Numerous efforts have been applied in the field of emotion classification from different aspects to overcome the above difficulties. First of all, researchers have studied many sources for emotion classification. Some visible manifestations have been investigated to detect emotion states by used the vector of 12 speech power coefficients to classify six types of basic human emotion [1]. Researchers also have drawn much interest in facial expression, for example, by analysing facial images [2]. Further works have also been done for tracking the characteristics to study of the emotion states [3, 4]. Moreover, combined sources such as facial expression and body gestures have been applied to improve the accuracy [5, 6]. Nevertheless, a significant drawback of using behavioural modalities for emotion detection is the uncertainty that arises in the case of individuals who either are consciously regulating their emotional manifestations or are naturally suppressive [7]. Thus, researchers moved their focus to psychological signals such as electrocardiography (ECG) and electroencephalogram (EEG), as these are the involuntary reactions of the human body. Anatomically, it has been confirmed that emotional processes could be represented by EEG activities [8]. Here, it is believed that emotions are generated from the limbic system located in the front lobe of the brain. The limbic system activities can be monitored by EEG signal as it represents the brain activities regarding voltage variation from the human scalp. Many recent projects [9,10,11,12,13] have been using EEG signal to perform different feature extraction methods and classifier design.

EEG signal can be enormous if it is collected in a long duration of time with high sampling frequency. In the case of human emotion classification, relative long signal collection time and high sampling frequency needed to provide enough resources for different types of human emotion and the adequate number of samples for analysis to detect emotion variations within small time frame. As a result, the computational time would be tedious, and it would limit the application of the system. Researchers have created several methods to compress EEG signal, and sparse representation is one of the most popular choices. A sparse kernel was used to transform EEG signal into the smaller size dataset [14]. Further work has been carried out for determining the sparsity of EEG in Gabor frame [15]. A recently developed method, compressed sensing (CS), has attracted considerable attention in engineering, which offers a framework for compression of finite-dimensional vectors [16]. Zhang et al. [17] argued that current CS algorithms only work well for sparse signals or signals with sparse representation coefficients. Since EEG is neither sparse in the original time domain nor sparse in transformed domains, current CS algorithms cannot achieve good recovery quality. A Block Sparse Bayesian Learning (BSBL) has been further proposed and demonstrated a high result of recovery rate [17].

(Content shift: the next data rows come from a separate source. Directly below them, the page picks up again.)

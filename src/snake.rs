use std::collections::VecDeque;

use crate::config::GridSize;
use crate::input::Direction;

/// Grid position in logical cell coordinates.
#[derive(Debug, Clone, Copy, Eq, PartialEq, Hash, Ord, PartialOrd)]
pub struct Position {
    pub x: i32,
    pub y: i32,
}

impl Position {
    #[must_use]
    pub fn new(x: i32, y: i32) -> Self {
        Self { x, y }
    }

    /// Returns true when the position lies inside the bounds.
    #[must_use]
    pub fn is_within_bounds(self, bounds: GridSize) -> bool {
        self.x >= 0
            && self.y >= 0
            && self.x < i32::from(bounds.width)
            && self.y < i32::from(bounds.height)
    }

    /// Returns the neighbouring cell one step along `direction`.
    #[must_use]
    pub fn stepped(self, direction: Direction) -> Self {
        let (dx, dy) = direction.delta();
        Self {
            x: self.x + dx,
            y: self.y + dy,
        }
    }
}

/// Snake body plus the committed and pending headings.
///
/// `direction` is the heading of the last completed move. `pending_direction`
/// is what the next move will use; reversal checks always compare against
/// `direction`, so several requests within one tick cannot fold the head back
/// onto the neck.
#[derive(Debug, Clone, Eq, PartialEq)]
pub struct Snake {
    body: VecDeque<Position>,
    direction: Direction,
    pending_direction: Direction,
}

impl Snake {
    /// Creates a straight snake of `length` cells whose head is at `head`,
    /// with the rest of the body trailing behind it.
    #[must_use]
    pub fn new(head: Position, direction: Direction, length: u16) -> Self {
        let behind = direction.opposite();
        let mut body = VecDeque::with_capacity(usize::from(length.max(1)));
        let mut cell = head;
        body.push_back(cell);
        for _ in 1..length {
            cell = cell.stepped(behind);
            body.push_back(cell);
        }

        Self {
            body,
            direction,
            pending_direction: direction,
        }
    }

    /// Creates a snake from explicit body segments (front is head).
    ///
    /// Returns `None` for an empty segment list.
    #[must_use]
    pub fn from_segments(segments: Vec<Position>, direction: Direction) -> Option<Self> {
        if segments.is_empty() {
            return None;
        }

        Some(Self {
            body: VecDeque::from(segments),
            direction,
            pending_direction: direction,
        })
    }

    /// Queues `direction` for the next move.
    ///
    /// A direct reversal of the committed heading is ignored unless the snake
    /// is a single cell, which has no neck to run into.
    pub fn request_direction(&mut self, direction: Direction) {
        if direction == self.direction.opposite() && self.body.len() > 1 {
            return;
        }
        self.pending_direction = direction;
    }

    /// Makes the pending heading the active one.
    pub fn commit_direction(&mut self) {
        self.direction = self.pending_direction;
    }

    /// Returns the head position for a move along the pending heading.
    #[must_use]
    pub fn next_head_position(&self) -> Position {
        self.head().stepped(self.pending_direction)
    }

    /// Returns true if `cell` is occupied by any segment except the tail.
    ///
    /// The tail vacates on a normal move, so it is not a collision target.
    #[must_use]
    pub fn occupies_except_tail(&self, cell: Position) -> bool {
        let keep = self.body.len().saturating_sub(1);
        self.body.iter().take(keep).any(|segment| *segment == cell)
    }

    /// Pushes `new_head` and drops the tail unless `grow` is set.
    pub fn advance_to(&mut self, new_head: Position, grow: bool) {
        self.body.push_front(new_head);
        if !grow {
            let _ = self.body.pop_back();
        }
    }

    /// Returns the current head position.
    #[must_use]
    pub fn head(&self) -> Position {
        *self
            .body
            .front()
            .expect("snake body must always contain at least one segment")
    }

    /// Returns the current tail position.
    #[must_use]
    pub fn tail(&self) -> Position {
        *self
            .body
            .back()
            .expect("snake body must always contain at least one segment")
    }

    /// Returns true if any segment occupies `position`.
    #[must_use]
    pub fn occupies(&self, position: Position) -> bool {
        self.body.contains(&position)
    }

    /// Returns true if the head overlaps any non-head segment.
    #[must_use]
    pub fn head_overlaps_body(&self) -> bool {
        let head = self.head();
        self.body.iter().skip(1).any(|segment| *segment == head)
    }

    /// Returns current segment count.
    #[must_use]
    pub fn len(&self) -> usize {
        self.body.len()
    }

    /// Always false; a snake has at least one segment.
    #[must_use]
    pub fn is_empty(&self) -> bool {
        self.body.is_empty()
    }

    /// Returns the heading used by the most recent move.
    #[must_use]
    pub fn direction(&self) -> Direction {
        self.direction
    }

    /// Returns the heading the next move will use.
    #[must_use]
    pub fn pending_direction(&self) -> Direction {
        self.pending_direction
    }

    /// Iterates over body segments from head to tail.
    pub fn segments(&self) -> impl Iterator<Item = &Position> {
        self.body.iter()
    }
}

#[cfg(test)]
mod tests {
    use crate::config::GridSize;
    use crate::input::Direction;

    use super::{Position, Snake};

    #[test]
    fn new_snake_trails_behind_its_head() {
        let snake = Snake::new(Position::new(5, 5), Direction::Right, 4);

        let cells: Vec<Position> = snake.segments().copied().collect();
        assert_eq!(
            cells,
            vec![
                Position::new(5, 5),
                Position::new(4, 5),
                Position::new(3, 5),
                Position::new(2, 5),
            ]
        );
        assert_eq!(snake.tail(), Position::new(2, 5));
    }

    #[test]
    fn from_segments_rejects_empty_body() {
        assert!(Snake::from_segments(Vec::new(), Direction::Up).is_none());
    }

    #[test]
    fn bounds_check_covers_all_edges() {
        let bounds = GridSize::new(4, 3);

        assert!(Position::new(0, 0).is_within_bounds(bounds));
        assert!(Position::new(3, 2).is_within_bounds(bounds));
        assert!(!Position::new(4, 0).is_within_bounds(bounds));
        assert!(!Position::new(0, 3).is_within_bounds(bounds));
        assert!(!Position::new(-1, 0).is_within_bounds(bounds));
        assert!(!Position::new(0, -1).is_within_bounds(bounds));
    }

    #[test]
    fn advance_without_growth_keeps_length() {
        let mut snake = Snake::new(Position::new(5, 5), Direction::Right, 3);

        let next = snake.next_head_position();
        snake.advance_to(next, false);

        assert_eq!(snake.head(), Position::new(6, 5));
        assert_eq!(snake.tail(), Position::new(4, 5));
        assert_eq!(snake.len(), 3);
    }

    #[test]
    fn advance_with_growth_keeps_previous_tail() {
        let mut snake = Snake::new(Position::new(5, 5), Direction::Right, 3);

        let next = snake.next_head_position();
        snake.advance_to(next, true);

        assert_eq!(snake.len(), 4);
        assert_eq!(snake.tail(), Position::new(3, 5));
    }

    #[test]
    fn reversal_is_rejected_for_long_snake() {
        let mut snake = Snake::new(Position::new(5, 5), Direction::Up, 2);

        snake.request_direction(Direction::Down);

        assert_eq!(snake.pending_direction(), Direction::Up);
    }

    #[test]
    fn reversal_is_allowed_for_single_cell() {
        let mut snake = Snake::new(Position::new(5, 5), Direction::Up, 1);

        snake.request_direction(Direction::Down);
        snake.commit_direction();

        assert_eq!(snake.direction(), Direction::Down);
        assert_eq!(snake.next_head_position(), Position::new(5, 6));
    }

    #[test]
    fn latest_request_wins_before_commit() {
        let mut snake = Snake::new(Position::new(5, 5), Direction::Right, 4);

        snake.request_direction(Direction::Up);
        snake.request_direction(Direction::Down);

        assert_eq!(snake.pending_direction(), Direction::Down);
        assert_eq!(snake.direction(), Direction::Right);
    }

    #[test]
    fn reversal_check_uses_committed_heading() {
        let mut snake = Snake::new(Position::new(5, 5), Direction::Right, 4);

        // Up is queued, but Left is still the reverse of the committed Right.
        snake.request_direction(Direction::Up);
        snake.request_direction(Direction::Left);

        assert_eq!(snake.pending_direction(), Direction::Up);
    }

    #[test]
    fn tail_is_not_a_collision_target() {
        let snake = Snake::from_segments(
            vec![
                Position::new(1, 1),
                Position::new(2, 1),
                Position::new(2, 2),
                Position::new(1, 2),
            ],
            Direction::Down,
        )
        .expect("segments are non-empty");

        assert!(!snake.occupies_except_tail(Position::new(1, 2)));
        assert!(snake.occupies_except_tail(Position::new(2, 2)));
        assert!(snake.occupies(Position::new(1, 2)));
    }
}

Followed by data compression, numerous feature extraction methods have been applied for EEG signal. Statistic features involving maximum and minimum value, peak-to-peak, mean, standard deviation have been explored [18, 19]. In the frequency domain, Fourier Transform (FT) analysis has been investigated as well [20,21,22]. Another method, Wavelet Transform (WT), can be used with controllable wavelet size to detect every change of the signal. It also can localise the change in the signal, which could be overlooked if using FT method. Candra et al. [23] addressed several advantages using Discrete WT involving multi-scale zooming and multi-rate filtering. Both relative wavelet energy and relative wavelet entropy used in Candra's study showed consistently high quality.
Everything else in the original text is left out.